== Data listing

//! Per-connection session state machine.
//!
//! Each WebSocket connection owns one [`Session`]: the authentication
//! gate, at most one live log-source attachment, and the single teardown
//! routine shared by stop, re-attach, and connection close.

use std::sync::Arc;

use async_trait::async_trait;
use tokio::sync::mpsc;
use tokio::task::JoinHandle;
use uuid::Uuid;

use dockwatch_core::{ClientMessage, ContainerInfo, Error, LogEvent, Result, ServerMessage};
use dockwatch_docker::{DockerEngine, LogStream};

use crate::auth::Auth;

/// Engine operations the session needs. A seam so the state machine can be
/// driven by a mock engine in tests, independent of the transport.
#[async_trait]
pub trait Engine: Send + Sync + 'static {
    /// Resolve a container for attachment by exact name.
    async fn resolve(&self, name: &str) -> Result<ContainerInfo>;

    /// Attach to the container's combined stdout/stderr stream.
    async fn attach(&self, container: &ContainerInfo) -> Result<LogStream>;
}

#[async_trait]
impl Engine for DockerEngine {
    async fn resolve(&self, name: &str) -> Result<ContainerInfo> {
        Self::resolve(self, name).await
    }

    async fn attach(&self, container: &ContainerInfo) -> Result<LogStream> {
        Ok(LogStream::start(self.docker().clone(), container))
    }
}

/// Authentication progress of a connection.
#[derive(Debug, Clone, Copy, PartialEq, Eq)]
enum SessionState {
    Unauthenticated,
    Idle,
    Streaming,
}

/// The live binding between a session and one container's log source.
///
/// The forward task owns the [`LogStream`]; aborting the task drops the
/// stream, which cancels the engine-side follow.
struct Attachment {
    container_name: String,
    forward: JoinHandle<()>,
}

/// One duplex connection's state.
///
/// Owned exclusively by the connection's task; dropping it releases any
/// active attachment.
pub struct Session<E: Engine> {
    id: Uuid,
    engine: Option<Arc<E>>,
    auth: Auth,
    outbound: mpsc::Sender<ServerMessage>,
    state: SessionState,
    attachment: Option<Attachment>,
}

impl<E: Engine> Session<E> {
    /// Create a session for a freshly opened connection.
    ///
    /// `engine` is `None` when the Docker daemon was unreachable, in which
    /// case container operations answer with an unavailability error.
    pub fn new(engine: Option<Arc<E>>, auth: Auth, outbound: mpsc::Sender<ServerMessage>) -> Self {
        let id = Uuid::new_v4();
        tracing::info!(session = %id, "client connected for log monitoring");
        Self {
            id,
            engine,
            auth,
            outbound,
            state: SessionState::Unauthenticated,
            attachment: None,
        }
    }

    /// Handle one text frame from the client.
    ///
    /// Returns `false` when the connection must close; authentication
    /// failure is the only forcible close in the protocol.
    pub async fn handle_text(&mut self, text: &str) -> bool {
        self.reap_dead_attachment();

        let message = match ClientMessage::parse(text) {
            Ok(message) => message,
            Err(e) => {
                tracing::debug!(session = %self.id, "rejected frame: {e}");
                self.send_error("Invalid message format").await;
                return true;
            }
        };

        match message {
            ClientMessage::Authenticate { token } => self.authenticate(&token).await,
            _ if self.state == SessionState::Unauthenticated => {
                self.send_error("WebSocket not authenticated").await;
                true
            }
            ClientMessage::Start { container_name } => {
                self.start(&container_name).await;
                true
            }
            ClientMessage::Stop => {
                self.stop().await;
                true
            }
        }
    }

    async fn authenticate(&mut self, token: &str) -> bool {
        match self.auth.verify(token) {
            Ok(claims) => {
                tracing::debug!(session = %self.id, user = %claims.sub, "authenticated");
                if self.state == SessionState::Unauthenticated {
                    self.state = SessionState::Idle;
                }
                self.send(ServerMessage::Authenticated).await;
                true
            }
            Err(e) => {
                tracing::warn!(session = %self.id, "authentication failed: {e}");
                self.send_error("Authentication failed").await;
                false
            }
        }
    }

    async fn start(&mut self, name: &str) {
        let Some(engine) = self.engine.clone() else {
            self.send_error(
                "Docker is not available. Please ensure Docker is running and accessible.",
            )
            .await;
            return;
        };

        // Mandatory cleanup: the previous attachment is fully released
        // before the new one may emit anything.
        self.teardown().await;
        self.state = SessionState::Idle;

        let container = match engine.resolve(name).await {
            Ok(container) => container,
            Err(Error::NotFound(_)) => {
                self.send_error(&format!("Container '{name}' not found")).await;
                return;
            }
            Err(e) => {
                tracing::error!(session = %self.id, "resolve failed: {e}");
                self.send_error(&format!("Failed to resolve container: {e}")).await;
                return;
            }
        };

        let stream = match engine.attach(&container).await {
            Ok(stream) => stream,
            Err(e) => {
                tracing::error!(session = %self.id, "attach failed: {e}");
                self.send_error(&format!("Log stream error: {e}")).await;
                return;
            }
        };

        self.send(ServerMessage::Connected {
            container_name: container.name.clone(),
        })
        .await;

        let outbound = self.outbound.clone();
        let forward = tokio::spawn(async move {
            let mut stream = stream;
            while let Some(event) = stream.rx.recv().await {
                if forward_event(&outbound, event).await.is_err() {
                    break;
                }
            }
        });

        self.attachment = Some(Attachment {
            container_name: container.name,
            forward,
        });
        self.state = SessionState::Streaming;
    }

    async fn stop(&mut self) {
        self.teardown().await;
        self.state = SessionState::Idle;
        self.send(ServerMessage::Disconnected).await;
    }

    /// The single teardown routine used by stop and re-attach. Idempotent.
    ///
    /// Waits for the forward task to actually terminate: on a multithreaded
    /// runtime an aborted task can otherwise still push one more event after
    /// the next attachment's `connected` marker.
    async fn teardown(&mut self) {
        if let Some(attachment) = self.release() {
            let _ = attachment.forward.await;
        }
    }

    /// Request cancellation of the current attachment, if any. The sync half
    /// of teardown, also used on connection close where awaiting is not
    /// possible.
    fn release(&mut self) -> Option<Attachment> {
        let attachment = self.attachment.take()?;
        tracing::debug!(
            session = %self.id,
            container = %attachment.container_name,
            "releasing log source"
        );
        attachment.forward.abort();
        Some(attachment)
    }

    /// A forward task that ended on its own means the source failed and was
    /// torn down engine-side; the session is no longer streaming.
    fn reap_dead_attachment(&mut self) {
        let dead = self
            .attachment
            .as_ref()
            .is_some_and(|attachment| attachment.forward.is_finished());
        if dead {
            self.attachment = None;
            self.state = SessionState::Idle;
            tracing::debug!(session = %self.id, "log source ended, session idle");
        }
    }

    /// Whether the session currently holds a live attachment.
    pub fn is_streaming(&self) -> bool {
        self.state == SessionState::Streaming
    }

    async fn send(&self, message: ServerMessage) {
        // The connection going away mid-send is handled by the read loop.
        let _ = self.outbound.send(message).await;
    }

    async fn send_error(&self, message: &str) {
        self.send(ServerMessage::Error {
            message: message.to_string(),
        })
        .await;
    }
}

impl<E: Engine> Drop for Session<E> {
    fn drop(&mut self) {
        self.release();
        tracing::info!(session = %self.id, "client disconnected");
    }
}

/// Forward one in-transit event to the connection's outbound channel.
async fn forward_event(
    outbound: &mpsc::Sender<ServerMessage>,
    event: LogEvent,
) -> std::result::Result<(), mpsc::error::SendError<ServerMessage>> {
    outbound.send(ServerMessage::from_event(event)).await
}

====

Write every record out again exactly.

//! Per-connection session state machine.
//!
//! Each WebSocket connection owns one [`Session`]: the authentication
//! gate, at most one live log-source attachment, and the single teardown
//! routine shared by stop, re-attach, and connection close.

use std::sync::Arc;

use async_trait::async_trait;
use tokio::sync::mpsc;
use tokio::task::JoinHandle;
use uuid::Uuid;

use dockwatch_core::{ClientMessage, ContainerInfo, Error, LogEvent, Result, ServerMessage};
use dockwatch_docker::{DockerEngine, LogStream};

use crate::auth::Auth;

/// Engine operations the session needs. A seam so the state machine can be
/// driven by a mock engine in tests, independent of the transport.
#[async_trait]
pub trait Engine: Send + Sync + 'static {
    /// Resolve a container for attachment by exact name.
    async fn resolve(&self, name: &str) -> Result<ContainerInfo>;

    /// Attach to the container's combined stdout/stderr stream.
    async fn attach(&self, container: &ContainerInfo) -> Result<LogStream>;
}

#[async_trait]
impl Engine for DockerEngine {
    async fn resolve(&self, name: &str) -> Result<ContainerInfo> {
        Self::resolve(self, name).await
    }

    async fn attach(&self, container: &ContainerInfo) -> Result<LogStream> {
        Ok(LogStream::start(self.docker().clone(), container))
    }
}

/// Authentication progress of a connection.
#[derive(Debug, Clone, Copy, PartialEq, Eq)]
enum SessionState {
    Unauthenticated,
    Idle,
    Streaming,
}

/// The live binding between a session and one container's log source.
///
/// The forward task owns the [`LogStream`]; aborting the task drops the
/// stream, which cancels the engine-side follow.
struct Attachment {
    container_name: String,
    forward: JoinHandle<()>,
}

/// One duplex connection's state.
///
/// Owned exclusively by the connection's task; dropping it releases any
/// active attachment.
pub struct Session<E: Engine> {
    id: Uuid,
    engine: Option<Arc<E>>,
    auth: Auth,
    outbound: mpsc::Sender<ServerMessage>,
    state: SessionState,
    attachment: Option<Attachment>,
}

impl<E: Engine> Session<E> {
    /// Create a session for a freshly opened connection.
    ///
    /// `engine` is `None` when the Docker daemon was unreachable, in which
    /// case container operations answer with an unavailability error.
    pub fn new(engine: Option<Arc<E>>, auth: Auth, outbound: mpsc::Sender<ServerMessage>) -> Self {
        let id = Uuid::new_v4();
        tracing::info!(session = %id, "client connected for log monitoring");
        Self {
            id,
            engine,
            auth,
            outbound,
            state: SessionState::Unauthenticated,
            attachment: None,
        }
    }

    /// Handle one text frame from the client.
    ///
    /// Returns `false` when the connection must close; authentication
    /// failure is the only forcible close in the protocol.
    pub async fn handle_text(&mut self, text: &str) -> bool {
        self.reap_dead_attachment();

        let message = match ClientMessage::parse(text) {
            Ok(message) => message,
            Err(e) => {
                tracing::debug!(session = %self.id, "rejected frame: {e}");
                self.send_error("Invalid message format").await;
                return true;
            }
        };

        match message {
            ClientMessage::Authenticate { token } => self.authenticate(&token).await,
            _ if self.state == SessionState::Unauthenticated => {
                self.send_error("WebSocket not authenticated").await;
                true
            }
            ClientMessage::Start { container_name } => {
                self.start(&container_name).await;
                true
            }
            ClientMessage::Stop => {
                self.stop().await;
                true
            }
        }
    }

    async fn authenticate(&mut self, token: &str) -> bool {
        match self.auth.verify(token) {
            Ok(claims) => {
                tracing::debug!(session = %self.id, user = %claims.sub, "authenticated");
                if self.state == SessionState::Unauthenticated {
                    self.state = SessionState::Idle;
                }
                self.send(ServerMessage::Authenticated).await;
                true
            }
            Err(e) => {
                tracing::warn!(session = %self.id, "authentication failed: {e}");
                self.send_error("Authentication failed").await;
                false
            }
        }
    }

    async fn start(&mut self, name: &str) {
        let Some(engine) = self.engine.clone() else {
            self.send_error(
                "Docker is not available. Please ensure Docker is running and accessible.",
            )
            .await;
            return;
        };

        // Mandatory cleanup: the previous attachment is fully released
        // before the new one may emit anything.
        self.teardown().await;
        self.state = SessionState::Idle;

        let container = match engine.resolve(name).await {
            Ok(container) => container,
            Err(Error::NotFound(_)) => {
                self.send_error(&format!("Container '{name}' not found")).await;
                return;
            }
            Err(e) => {
                tracing::error!(session = %self.id, "resolve failed: {e}");
                self.send_error(&format!("Failed to resolve container: {e}")).await;
                return;
            }
        };

        let stream = match engine.attach(&container).await {
            Ok(stream) => stream,
            Err(e) => {
                tracing::error!(session = %self.id, "attach failed: {e}");
                self.send_error(&format!("Log stream error: {e}")).await;
                return;
            }
        };

        self.send(ServerMessage::Connected {
            container_name: container.name.clone(),
        })
        .await;

        let outbound = self.outbound.clone();
        let forward = tokio::spawn(async move {
            let mut stream = stream;
            while let Some(event) = stream.rx.recv().await {
                if forward_event(&outbound, event).await.is_err() {
                    break;
                }
            }
        });

        self.attachment = Some(Attachment {
            container_name: container.name,
            forward,
        });
        self.state = SessionState::Streaming;
    }

    async fn stop(&mut self) {
        self.teardown().await;
        self.state = SessionState::Idle;
        self.send(ServerMessage::Disconnected).await;
    }

    /// The single teardown routine used by stop and re-attach. Idempotent.
    ///
    /// Waits for the forward task to actually terminate: on a multithreaded
    /// runtime an aborted task can otherwise still push one more event after
    /// the next attachment's `connected` marker.
    async fn teardown(&mut self) {
        if let Some(attachment) = self.release() {
            let _ = attachment.forward.await;
        }
    }

    /// Request cancellation of the current attachment, if any. The sync half
    /// of teardown, also used on connection close where awaiting is not
    /// possible.
    fn release(&mut self) -> Option<Attachment> {
        let attachment = self.attachment.take()?;
        tracing::debug!(
            session = %self.id,
            container = %attachment.container_name,
            "releasing log source"
        );
        attachment.forward.abort();
        Some(attachment)
    }

    /// A forward task that ended on its own means the source failed and was
    /// torn down engine-side; the session is no longer streaming.
    fn reap_dead_attachment(&mut self) {
        let dead = self
            .attachment
            .as_ref()
            .is_some_and(|attachment| attachment.forward.is_finished());
        if dead {
            self.attachment = None;
            self.state = SessionState::Idle;
            tracing::debug!(session = %self.id, "log source ended, session idle");
        }
    }

    /// Whether the session currently holds a live attachment.
    pub fn is_streaming(&self) -> bool {
        self.state == SessionState::Streaming
    }

    async fn send(&self, message: ServerMessage) {
        // The connection going away mid-send is handled by the read loop.
        let _ = self.outbound.send(message).await;
    }

    async fn send_error(&self, message: &str) {
        self.send(ServerMessage::Error {
            message: message.to_string(),
        })
        .await;
    }
}

impl<E: Engine> Drop for Session<E> {
    fn drop(&mut self) {
        self.release();
        tracing::info!(session = %self.id, "client disconnected");
    }
}

/// Forward one in-transit event to the connection's outbound channel.
async fn forward_event(
    outbound: &mpsc::Sender<ServerMessage>,
    event: LogEvent,
) -> std::result::Result<(), mpsc::error::SendError<ServerMessage>> {
    outbound.send(ServerMessage::from_event(event)).await
}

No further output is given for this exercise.